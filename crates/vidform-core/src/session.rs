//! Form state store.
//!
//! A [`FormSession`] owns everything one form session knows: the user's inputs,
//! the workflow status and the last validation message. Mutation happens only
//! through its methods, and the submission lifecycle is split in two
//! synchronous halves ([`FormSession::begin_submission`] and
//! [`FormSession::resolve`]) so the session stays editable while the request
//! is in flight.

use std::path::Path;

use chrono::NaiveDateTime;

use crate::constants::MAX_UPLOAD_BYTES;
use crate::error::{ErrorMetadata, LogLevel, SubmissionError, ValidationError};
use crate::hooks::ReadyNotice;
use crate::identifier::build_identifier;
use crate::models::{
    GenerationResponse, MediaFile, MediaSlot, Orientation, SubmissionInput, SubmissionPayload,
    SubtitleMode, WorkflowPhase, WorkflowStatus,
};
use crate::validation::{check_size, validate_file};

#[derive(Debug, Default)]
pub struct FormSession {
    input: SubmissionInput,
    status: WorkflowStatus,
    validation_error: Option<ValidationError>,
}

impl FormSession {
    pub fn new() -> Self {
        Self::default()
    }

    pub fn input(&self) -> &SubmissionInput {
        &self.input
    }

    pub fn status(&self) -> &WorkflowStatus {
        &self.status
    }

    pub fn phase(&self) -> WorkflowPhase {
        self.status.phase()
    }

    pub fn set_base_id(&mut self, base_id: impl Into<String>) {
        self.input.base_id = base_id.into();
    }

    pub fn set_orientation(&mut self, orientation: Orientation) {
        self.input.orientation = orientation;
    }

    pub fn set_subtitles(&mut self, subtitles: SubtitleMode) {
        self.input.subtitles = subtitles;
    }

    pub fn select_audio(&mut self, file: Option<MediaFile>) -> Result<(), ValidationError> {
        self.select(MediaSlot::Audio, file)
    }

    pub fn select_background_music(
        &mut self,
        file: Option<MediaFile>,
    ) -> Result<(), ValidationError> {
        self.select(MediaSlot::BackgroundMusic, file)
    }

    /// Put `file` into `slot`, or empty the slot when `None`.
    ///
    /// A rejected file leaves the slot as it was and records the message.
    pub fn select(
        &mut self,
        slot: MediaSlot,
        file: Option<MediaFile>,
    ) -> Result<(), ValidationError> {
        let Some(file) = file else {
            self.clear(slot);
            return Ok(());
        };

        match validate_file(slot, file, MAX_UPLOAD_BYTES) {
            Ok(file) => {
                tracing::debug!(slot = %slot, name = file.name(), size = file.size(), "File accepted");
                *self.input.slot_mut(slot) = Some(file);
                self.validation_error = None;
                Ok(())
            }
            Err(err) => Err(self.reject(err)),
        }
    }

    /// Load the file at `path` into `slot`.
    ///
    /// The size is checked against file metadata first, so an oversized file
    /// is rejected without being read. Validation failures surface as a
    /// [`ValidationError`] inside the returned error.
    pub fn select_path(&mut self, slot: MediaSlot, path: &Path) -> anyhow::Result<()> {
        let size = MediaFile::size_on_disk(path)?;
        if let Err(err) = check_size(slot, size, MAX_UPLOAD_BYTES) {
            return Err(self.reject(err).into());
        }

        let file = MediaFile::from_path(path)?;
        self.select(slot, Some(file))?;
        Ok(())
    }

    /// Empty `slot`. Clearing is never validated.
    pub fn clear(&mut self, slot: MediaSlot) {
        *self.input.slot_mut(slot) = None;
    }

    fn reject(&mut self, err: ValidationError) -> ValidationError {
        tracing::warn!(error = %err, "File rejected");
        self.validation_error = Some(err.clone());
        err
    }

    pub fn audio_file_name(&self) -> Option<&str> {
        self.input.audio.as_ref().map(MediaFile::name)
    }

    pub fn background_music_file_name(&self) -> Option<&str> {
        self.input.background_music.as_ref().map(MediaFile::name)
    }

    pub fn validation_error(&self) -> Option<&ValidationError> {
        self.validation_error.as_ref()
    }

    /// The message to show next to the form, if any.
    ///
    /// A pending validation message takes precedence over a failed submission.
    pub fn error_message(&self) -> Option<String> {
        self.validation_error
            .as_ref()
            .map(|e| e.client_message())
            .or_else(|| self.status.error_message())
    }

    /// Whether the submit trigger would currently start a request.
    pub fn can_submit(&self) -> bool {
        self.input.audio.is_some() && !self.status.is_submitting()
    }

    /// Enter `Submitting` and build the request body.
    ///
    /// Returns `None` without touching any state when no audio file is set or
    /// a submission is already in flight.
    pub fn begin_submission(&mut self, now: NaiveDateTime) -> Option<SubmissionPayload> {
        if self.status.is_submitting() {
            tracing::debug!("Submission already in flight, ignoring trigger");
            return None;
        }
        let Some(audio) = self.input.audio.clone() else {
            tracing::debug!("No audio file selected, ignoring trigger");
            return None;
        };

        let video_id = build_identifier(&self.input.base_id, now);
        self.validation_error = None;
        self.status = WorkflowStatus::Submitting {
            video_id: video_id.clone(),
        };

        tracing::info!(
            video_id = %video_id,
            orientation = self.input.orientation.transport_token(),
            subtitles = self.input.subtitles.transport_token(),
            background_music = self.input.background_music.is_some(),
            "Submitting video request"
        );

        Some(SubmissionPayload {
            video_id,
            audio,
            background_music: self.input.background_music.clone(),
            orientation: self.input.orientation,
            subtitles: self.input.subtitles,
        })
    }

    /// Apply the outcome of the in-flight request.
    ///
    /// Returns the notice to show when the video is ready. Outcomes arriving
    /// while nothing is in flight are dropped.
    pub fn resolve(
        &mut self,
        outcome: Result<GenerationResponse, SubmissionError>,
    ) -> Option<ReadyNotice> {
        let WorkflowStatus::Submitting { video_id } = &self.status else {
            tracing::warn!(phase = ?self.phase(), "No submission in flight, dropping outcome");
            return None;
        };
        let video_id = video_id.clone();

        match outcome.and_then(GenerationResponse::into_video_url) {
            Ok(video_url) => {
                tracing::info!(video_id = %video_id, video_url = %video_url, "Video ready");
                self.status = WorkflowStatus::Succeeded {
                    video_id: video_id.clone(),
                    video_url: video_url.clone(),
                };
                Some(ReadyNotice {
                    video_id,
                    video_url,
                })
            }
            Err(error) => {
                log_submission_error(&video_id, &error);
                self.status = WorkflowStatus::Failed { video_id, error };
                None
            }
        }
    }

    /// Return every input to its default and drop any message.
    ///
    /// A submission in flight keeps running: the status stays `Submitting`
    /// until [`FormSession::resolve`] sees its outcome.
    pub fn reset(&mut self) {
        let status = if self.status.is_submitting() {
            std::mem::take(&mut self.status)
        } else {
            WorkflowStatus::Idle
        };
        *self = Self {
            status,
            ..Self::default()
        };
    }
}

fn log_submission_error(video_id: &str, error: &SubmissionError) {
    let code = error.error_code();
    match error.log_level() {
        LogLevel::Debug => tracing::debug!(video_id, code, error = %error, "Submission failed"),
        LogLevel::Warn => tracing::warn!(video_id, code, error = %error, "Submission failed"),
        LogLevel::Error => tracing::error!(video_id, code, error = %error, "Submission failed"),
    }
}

****************************************

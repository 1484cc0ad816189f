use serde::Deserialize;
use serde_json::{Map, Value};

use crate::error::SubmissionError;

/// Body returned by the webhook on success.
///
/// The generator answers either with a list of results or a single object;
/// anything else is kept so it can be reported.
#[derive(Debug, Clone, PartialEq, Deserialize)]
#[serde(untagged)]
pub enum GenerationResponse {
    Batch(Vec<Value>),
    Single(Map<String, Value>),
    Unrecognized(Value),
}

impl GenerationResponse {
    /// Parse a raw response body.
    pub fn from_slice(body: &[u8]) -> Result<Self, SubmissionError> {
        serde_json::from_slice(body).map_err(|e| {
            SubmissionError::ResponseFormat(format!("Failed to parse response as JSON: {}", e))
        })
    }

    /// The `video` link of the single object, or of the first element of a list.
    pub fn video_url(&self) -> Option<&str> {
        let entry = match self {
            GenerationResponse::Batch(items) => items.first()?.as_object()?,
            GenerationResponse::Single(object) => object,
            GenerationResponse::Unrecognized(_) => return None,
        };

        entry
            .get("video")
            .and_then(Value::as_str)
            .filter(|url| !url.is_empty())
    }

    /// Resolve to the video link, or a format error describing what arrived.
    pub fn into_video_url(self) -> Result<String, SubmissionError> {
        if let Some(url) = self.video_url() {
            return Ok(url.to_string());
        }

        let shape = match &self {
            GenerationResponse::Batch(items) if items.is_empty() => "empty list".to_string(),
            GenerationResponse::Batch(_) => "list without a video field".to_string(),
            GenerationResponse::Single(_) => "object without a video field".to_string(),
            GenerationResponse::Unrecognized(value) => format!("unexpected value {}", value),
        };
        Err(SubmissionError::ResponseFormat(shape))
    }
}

****************************************

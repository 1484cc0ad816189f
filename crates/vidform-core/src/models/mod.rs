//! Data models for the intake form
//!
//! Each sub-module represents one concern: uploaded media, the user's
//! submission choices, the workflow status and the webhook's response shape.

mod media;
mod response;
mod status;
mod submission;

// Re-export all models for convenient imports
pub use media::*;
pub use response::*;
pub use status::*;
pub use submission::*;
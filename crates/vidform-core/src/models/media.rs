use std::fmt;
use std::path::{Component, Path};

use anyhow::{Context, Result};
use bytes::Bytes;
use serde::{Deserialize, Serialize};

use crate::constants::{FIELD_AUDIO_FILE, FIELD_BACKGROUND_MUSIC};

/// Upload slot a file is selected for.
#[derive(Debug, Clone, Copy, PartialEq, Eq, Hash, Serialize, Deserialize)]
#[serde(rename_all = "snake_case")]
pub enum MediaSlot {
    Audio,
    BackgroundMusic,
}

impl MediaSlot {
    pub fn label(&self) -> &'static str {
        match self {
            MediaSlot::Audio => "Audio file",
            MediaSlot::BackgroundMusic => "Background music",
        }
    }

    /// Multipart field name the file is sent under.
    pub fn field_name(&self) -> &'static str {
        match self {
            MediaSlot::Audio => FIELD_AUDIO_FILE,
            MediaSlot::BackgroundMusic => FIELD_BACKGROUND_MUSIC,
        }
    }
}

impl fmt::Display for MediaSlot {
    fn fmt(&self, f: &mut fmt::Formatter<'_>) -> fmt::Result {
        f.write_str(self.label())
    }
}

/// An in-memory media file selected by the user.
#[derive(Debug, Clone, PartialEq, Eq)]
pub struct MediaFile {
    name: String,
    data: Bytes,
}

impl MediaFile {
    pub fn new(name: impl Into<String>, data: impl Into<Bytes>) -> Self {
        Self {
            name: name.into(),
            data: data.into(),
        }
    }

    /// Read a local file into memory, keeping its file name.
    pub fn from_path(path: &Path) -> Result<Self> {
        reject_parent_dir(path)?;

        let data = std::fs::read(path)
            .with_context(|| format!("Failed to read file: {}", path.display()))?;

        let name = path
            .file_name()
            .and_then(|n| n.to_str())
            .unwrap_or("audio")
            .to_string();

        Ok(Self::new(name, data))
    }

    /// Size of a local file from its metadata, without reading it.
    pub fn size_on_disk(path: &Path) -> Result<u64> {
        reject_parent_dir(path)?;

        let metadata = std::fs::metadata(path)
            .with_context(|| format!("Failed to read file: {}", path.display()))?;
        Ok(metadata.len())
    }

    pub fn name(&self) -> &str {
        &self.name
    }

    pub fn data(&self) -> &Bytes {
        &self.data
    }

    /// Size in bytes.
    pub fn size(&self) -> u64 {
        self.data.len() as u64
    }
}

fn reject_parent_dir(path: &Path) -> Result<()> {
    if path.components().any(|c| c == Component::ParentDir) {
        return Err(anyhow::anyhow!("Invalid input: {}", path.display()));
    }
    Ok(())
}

****************************************

If a line of the entries holds the word "vidform", copy it out.

filename crates/vidform-core/src/session.rs
filename crates/vidform-core/src/models/mod.rs
filename crates/vidform-core/src/models/media.rs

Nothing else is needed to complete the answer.